(Stored items)
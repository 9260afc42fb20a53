//! inference — standard errors for fitted maximum-likelihood models.
//!
//! Purpose
//! -------
//! Quantify estimation uncertainty after a fit. Given the mean
//! log-likelihood and the per-observation log-likelihood contributions as
//! functions of a parameter vector, [`standard_errors`] returns classical
//! (observed-information) and robust (Bollerslev–Wooldridge sandwich)
//! standard errors.
//!
//! Key behaviors
//! -------------
//! - Curvature: `inference::hessian` (central second differences, eigen
//!   pseudoinverse).
//! - Scores: per-observation gradients via central differences, averaged
//!   into an outer-product matrix in `inference::scores`.
//!
//! Conventions
//! -----------
//! - Callers choose the coordinates. The GARCH layer passes natural model
//!   parameters `(μ, ω, α, [γ,] β)`, so the standard errors are reported in
//!   model space without a delta-method step.
//! - Failures are returned as [`InferenceError`]; fitting code treats them
//!   as non-fatal and reports missing standard errors.

pub mod errors;
pub mod hessian;
pub mod scores;

use ndarray::Array1;
use serde::Serialize;

use crate::optimization::{errors::OptResult, loglik_optimizer::finite_diff::observation_jacobian};

pub use self::errors::{InferenceError, InferenceResult};
pub use self::hessian::calc_standard_errors;
pub use self::scores::outer_product_of_scores;

/// Classical and sandwich standard errors, aligned with the parameter
/// vector they were computed for.
#[derive(Debug, Clone, PartialEq, Serialize)]
pub struct StandardErrors {
    pub classical: Vec<f64>,
    pub robust: Vec<f64>,
}

/// Compute classical and robust standard errors at `theta_hat`.
///
/// - `mean_loglik`: `θ ↦ (1/n) Σ_t ℓ_t(θ)`.
/// - `obs_loglik`: `θ ↦ (ℓ_1(θ), …, ℓ_n(θ))`.
///
/// # Errors
/// Propagates derivative, shape, and curvature failures as
/// [`InferenceError`].
pub fn standard_errors<F, G>(
    mean_loglik: F, obs_loglik: G, theta_hat: &Array1<f64>,
) -> InferenceResult<StandardErrors>
where
    F: Fn(&Array1<f64>) -> OptResult<f64>,
    G: Fn(&Array1<f64>) -> OptResult<Array1<f64>>,
{
    let raw_scores = observation_jacobian(obs_loglik, theta_hat)?;
    let n_obs = raw_scores.nrows();
    let opg = outer_product_of_scores(&raw_scores, theta_hat.len())?;
    let classical = calc_standard_errors(&mean_loglik, theta_hat, None, n_obs)?;
    let robust = calc_standard_errors(&mean_loglik, theta_hat, Some(&opg), n_obs)?;
    Ok(StandardErrors { classical: classical.to_vec(), robust: robust.to_vec() })
}

#[cfg(test)]
mod tests {
    use super::*;
    use approx::assert_relative_eq;
    use ndarray::Array1;

    // -------------------------------------------------------------------------
    // Scope
    // -----
    // Gaussian location model: for ℓ_t(m) = −½ (x_t − m)², both estimators
    // must agree with the textbook SE of a sample mean with known unit
    // variance when the data have unit sample variance.
    // -------------------------------------------------------------------------

    #[test]
    // Purpose
    // -------
    // Classical and robust SEs coincide for a correctly specified model.
    //
    // Given
    // -----
    // - x = (−1, 1, −1, 1) (mean 0, mean square 1), θ̂ = 0, n = 4.
    //
    // Expect
    // ------
    // - classical = robust = 1/sqrt(4) = 0.5.
    fn standard_errors_agree_for_gaussian_location_model() {
        // Arrange
        let x = Array1::from(vec![-1.0, 1.0, -1.0, 1.0]);
        let obs = |theta: &Array1<f64>| -> OptResult<Array1<f64>> {
            Ok(x.mapv(|v| -0.5 * (v - theta[0]).powi(2)))
        };
        let mean = |theta: &Array1<f64>| -> OptResult<f64> { Ok(obs(theta)?.sum() / 4.0) };

        // Act
        let se = standard_errors(mean, &obs, &Array1::from(vec![0.0])).expect("valid model");

        // Assert
        assert_relative_eq!(se.classical[0], 0.5, epsilon = 1e-5);
        assert_relative_eq!(se.robust[0], 0.5, epsilon = 1e-5);
    }
}
//! loglik_optimizer — MLE-friendly, argmin-powered log-likelihood optimizer.
//!
//! Purpose
//! -------
//! Maximize log-likelihoods `ℓ(θ)` on top of `argmin`. Callers implement a
//! single trait, [`LogLikelihood`], and invoke [`maximize`] to run L-BFGS
//! with a configurable line search, tolerances, finite-difference gradients,
//! and an optional Nelder–Mead fallback.
//!
//! Key behaviors
//! -------------
//! - [`adapter::ArgMinAdapter`] turns `ℓ(θ)` into the cost `c(θ) = -ℓ(θ)`.
//! - [`maximize`] validates the initial guess with [`LogLikelihood::check`],
//!   builds the solver via [`builders`], runs it via [`run`], and retries
//!   with Nelder–Mead when L-BFGS fails hard and a fallback is configured.
//! - [`finite_diff`] supplies gradients for the adapter plus Hessians and
//!   per-observation score matrices for standard errors.
//! - [`Tolerances`], [`MLEOptions`], and [`NelderMeadOptions`] are validated
//!   on construction.
//!
//! Invariants & assumptions
//! ------------------------
//! - User code implements `ℓ(θ)` and, optionally, `∇ℓ(θ)`, never the cost.
//! - [`LogLikelihood::value`] reports invalid inputs as [`OptError`] values,
//!   not panics.
//! - An [`OptimOutcome`] always carries a finite `theta_hat` and value;
//!   `converged` is `false` when the iteration budget ran out.
//!
//! Testing notes
//! -------------
//! - Submodule tests cover sign conventions ([`adapter`]), solver wiring
//!   ([`builders`]), derivative accuracy ([`finite_diff`]), option and
//!   outcome invariants ([`traits`]), and end-to-end maximization with the
//!   fallback path ([`api`]).
//!
//! [`OptError`]: crate::optimization::errors::OptError

pub mod adapter;
pub mod api;
pub mod builders;
pub mod finite_diff;
pub mod run;
pub mod traits;
pub mod types;
pub mod validation;

// ---- Re-exports (primary public surface) ----------------------------------

pub use self::api::maximize;
pub use self::traits::{
    LineSearcher, LogLikelihood, MLEOptions, NelderMeadOptions, OptimOutcome, SolverKind,
    Tolerances,
};
pub use self::types::{Cost, DEFAULT_LBFGS_MEM, FnEvalMap, Grad, Theta};

// ---- Optional convenience prelude for downstream crates -------------------
//
//     use volregime::optimization::loglik_optimizer::prelude::*;

pub mod prelude {
    pub use super::api::maximize;
    pub use super::traits::{LogLikelihood, MLEOptions, OptimOutcome, Tolerances};
    pub use super::types::{Cost, Grad, Theta};
}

▶ [What you will do]: Reproduce only those lines of the entries above that run from the line with "---- Optional convenience" to the final line.

▶ [Answer space]:
// ---- Optional convenience prelude for downstream crates -------------------
//
//     use volregime::optimization::loglik_optimizer::prelude::*;

pub mod prelude {
    pub use super::api::maximize;
    pub use super::traits::{LogLikelihood, MLEOptions, OptimOutcome, Tolerances};
    pub use super::types::{Cost, Grad, Theta};
}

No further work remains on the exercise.